Inhibition of transcription elongation in the HER-2/neu coding sequence by triplex-directed covalent modification of the template strand.

Triplex formation may be of potential utility to inhibit the expression of individual genes. We describe the formation of a triple helix in the coding sequence of the HER-2/neu gene. In vitro transcription analysis in the presence and absence of triplex formation demonstrates that an unmodified DNA triplex-forming oligonucleotide is incapable of inhibiting RNA polymerase elongation. Triplex formation by an oligonucleotide-psoralen conjugate was used to form a covalent photoadduct with a thymine on the nontemplate strand of the HER-2/neu gene. In the native HER-2/neu gene, covalent attachment of the triplex-forming oligonucleotide to the nontemplate strand did not prevent RNA polymerase elongation. Using HER-2/neu point mutants that would place the target thymine on the template strand, we demonstrated that covalent modification of the template strand was necessary to inhibit RNA polymerase elongation.
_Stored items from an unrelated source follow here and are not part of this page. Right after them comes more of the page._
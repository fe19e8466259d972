//! Master configuration loading.
//!
//! TOML is the sole config source; no environment variable overrides.
//! Default config path: `/etc/rendezvous-bridge/master.toml`.
//!
//! # Required fields
//! - `stream.name`
//! - `socket.path`

use serde::Deserialize;
use std::path::Path;
use std::time::Duration;

// ---------------------------------------------------------------------------
// Config types
// ---------------------------------------------------------------------------

#[derive(Debug, Clone)]
pub struct MasterConfig {
    pub stream_name: String,
    pub broker: BrokerConfig,
    pub socket: SocketConfig,
    pub framing: FramingConfig,
    pub status_http: StatusHttpConfig,
    pub log_filter: String,
}

#[derive(Debug, Clone)]
pub struct BrokerConfig {
    pub url: String,
}

#[derive(Debug, Clone)]
pub struct SocketConfig {
    pub path: String,
    /// Per-read timeout on the client connection.
    pub socket_timeout: Duration,
    /// How long to wait for a slave reply before writing `TOUT`.
    pub upstream_timeout: Duration,
}

/// Request framing and reply terminator configuration.
///
/// `terminator` always applies to the bytes the master writes back
/// (`reply + terminator` or `TOUT + terminator`), independent of
/// `read_mode` — only how a *request* is framed differs between the two
/// modes.
#[derive(Debug, Clone)]
pub struct FramingConfig {
    pub read_mode: ReadMode,
    pub terminator: String,
    pub buffer_size: usize,
    pub strip_terminator: bool,
}

#[derive(Debug, Clone, Copy, PartialEq, Eq)]
pub enum ReadMode {
    LengthPrefixed,
    Terminated,
}

#[derive(Debug, Clone)]
pub struct StatusHttpConfig {
    pub bind: String,
}

// ---------------------------------------------------------------------------
// Raw TOML deserialization types
// ---------------------------------------------------------------------------

#[derive(Debug, Deserialize)]
struct RawConfig {
    stream: Option<RawStreamConfig>,
    broker: Option<RawBrokerConfig>,
    socket: Option<RawSocketConfig>,
    framing: Option<RawFramingConfig>,
    status_http: Option<RawStatusHttpConfig>,
    log_filter: Option<String>,
}

#[derive(Debug, Deserialize)]
struct RawStreamConfig {
    name: Option<String>,
}

#[derive(Debug, Deserialize)]
struct RawBrokerConfig {
    url: Option<String>,
}

#[derive(Debug, Deserialize)]
struct RawSocketConfig {
    path: Option<String>,
    socket_timeout_ms: Option<u64>,
    upstream_timeout_ms: Option<u64>,
}

#[derive(Debug, Deserialize)]
struct RawFramingConfig {
    mode: Option<String>,
    terminator: Option<String>,
    buffer_size: Option<usize>,
    strip_terminator: Option<bool>,
}

#[derive(Debug, Deserialize)]
struct RawStatusHttpConfig {
    bind: Option<String>,
}

// ---------------------------------------------------------------------------
// Public API
// ---------------------------------------------------------------------------

pub fn load_config_from_path(path: &Path) -> Result<MasterConfig, ConfigError> {
    let toml_str = std::fs::read_to_string(path)
        .map_err(|e| ConfigError::Io(format!("reading config file '{}': {}", path.display(), e)))?;
    load_config_from_str(&toml_str)
}

pub fn load_config() -> Result<MasterConfig, ConfigError> {
    load_config_from_path(Path::new("/etc/rendezvous-bridge/master.toml"))
}

pub fn load_config_from_str(toml_str: &str) -> Result<MasterConfig, ConfigError> {
    let raw: RawConfig = toml::from_str(toml_str).map_err(|e| ConfigError::Parse(e.to_string()))?;

    let stream_name = raw
        .stream
        .and_then(|s| s.name)
        .ok_or_else(|| ConfigError::MissingField("stream.name".to_owned()))?;

    let broker = BrokerConfig {
        url: raw
            .broker
            .and_then(|b| b.url)
            .unwrap_or_else(|| "redis://127.0.0.1:6379/0".to_owned()),
    };

    let raw_socket = raw
        .socket
        .ok_or_else(|| ConfigError::MissingField("socket".to_owned()))?;
    let path = raw_socket
        .path
        .ok_or_else(|| ConfigError::MissingField("socket.path".to_owned()))?;
    let socket = SocketConfig {
        path,
        socket_timeout: Duration::from_millis(raw_socket.socket_timeout_ms.unwrap_or(5_000)),
        upstream_timeout: Duration::from_millis(raw_socket.upstream_timeout_ms.unwrap_or(1_000)),
    };

    let framing = {
        let f = raw.framing.unwrap_or(RawFramingConfig {
            mode: None,
            terminator: None,
            buffer_size: None,
            strip_terminator: None,
        });
        let mode_text = f.mode.unwrap_or_else(|| "terminated".to_owned());
        let read_mode = match mode_text.as_str() {
            "length_prefixed" => ReadMode::LengthPrefixed,
            "terminated" => ReadMode::Terminated,
            other => {
                return Err(ConfigError::InvalidValue(format!(
                    "framing.mode must be \"terminated\" or \"length_prefixed\", got \"{other}\""
                )))
            }
        };
        FramingConfig {
            read_mode,
            terminator: f.terminator.unwrap_or_else(|| "\n".to_owned()),
            buffer_size: f.buffer_size.unwrap_or(1),
            strip_terminator: f.strip_terminator.unwrap_or(false),
        }
    };

    let status_http = StatusHttpConfig {
        bind: raw
            .status_http
            .and_then(|s| s.bind)
            .unwrap_or_else(|| "127.0.0.1:8080".to_owned()),
    };

    Ok(MasterConfig {
        stream_name,
        broker,
        socket,
        framing,
        status_http,
        log_filter: raw.log_filter.unwrap_or_else(|| "info".to_owned()),
    })
}

// ---------------------------------------------------------------------------
// Error type
// ---------------------------------------------------------------------------

#[derive(Debug)]
pub enum ConfigError {
    Io(String),
    Parse(String),
    MissingField(String),
    InvalidValue(String),
}

impl std::fmt::Display for ConfigError {
    fn fmt(&self, f: &mut std::fmt::Formatter<'_>) -> std::fmt::Result {
        match self {
            ConfigError::Io(s) => write!(f, "IO error: {s}"),
            ConfigError::Parse(s) => write!(f, "Parse error: {s}"),
            ConfigError::MissingField(s) => write!(f, "Missing required field: {s}"),
            ConfigError::InvalidValue(s) => write!(f, "Invalid config value: {s}"),
        }
    }
}

impl std::error::Error for ConfigError {}
//! Scenario 6: length-prefixed framing reads exactly the declared number of
//! bytes and delivers them to the slave unchanged.

use std::time::Duration;

use bridge_test_support::{run_one_slave_cycle, EchoDeviceAction, FakeBroker, Priority};
use broker::BrokerFacade;
use master::config::{FramingConfig, ReadMode};
use tokio::io::{duplex, AsyncReadExt, AsyncWriteExt};

#[tokio::test]
async fn length_prefixed_request_is_read_exactly_and_echoed() {
    let broker = FakeBroker::new();
    broker
        .refresh_slave_token("analyzer1", Priority::High)
        .await
        .unwrap();

    let framing = FramingConfig {
        read_mode: ReadMode::LengthPrefixed,
        terminator: "\n".to_owned(),
        buffer_size: 1,
        strip_terminator: false,
    };

    let (mut client, server) = duplex(256);
    let broker_for_master = broker.clone();
    let master = tokio::spawn(async move {
        master::socket::serve_connection(
            server,
            "analyzer1",
            &framing,
            Duration::from_secs(5),
            Duration::from_secs(1),
            &broker_for_master,
        )
        .await;
    });

    let broker_for_slave = broker.clone();
    let slave = tokio::spawn(async move {
        let mut device = EchoDeviceAction::echo_payload();
        run_one_slave_cycle(&broker_for_slave, "analyzer1", Priority::High, &mut device).await
    });

    client.write_all(b"0007HELLO\r\n").await.unwrap();
    let mut buf = [0u8; 64];
    let n = client.read(&mut buf).await.unwrap();
    assert_eq!(&buf[..n], b"HELLO\r\n\n");

    drop(client);
    slave.await.unwrap();
    master.await.unwrap();
}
Based on these data, we synthesized oligonucleotide-alkylator conjugates that would react with a specific guanine residue on the template strand of the HER-2/neu coding sequence. The oligonucleotide-alkylator conjugates inhibited transcription elongation by T7 RNA polymerase and eukaryotic RNA polymerase II from a HeLa nuclear extract. These studies demonstrate the successful application of triplex-forming oligonucleotide-alkylator conjugates to inhibit transcription elongation in the HER-2/neu gene, and show that covalent modification of the DNA strand used as the transcription template is necessary to prevent RNA polymerase elongation.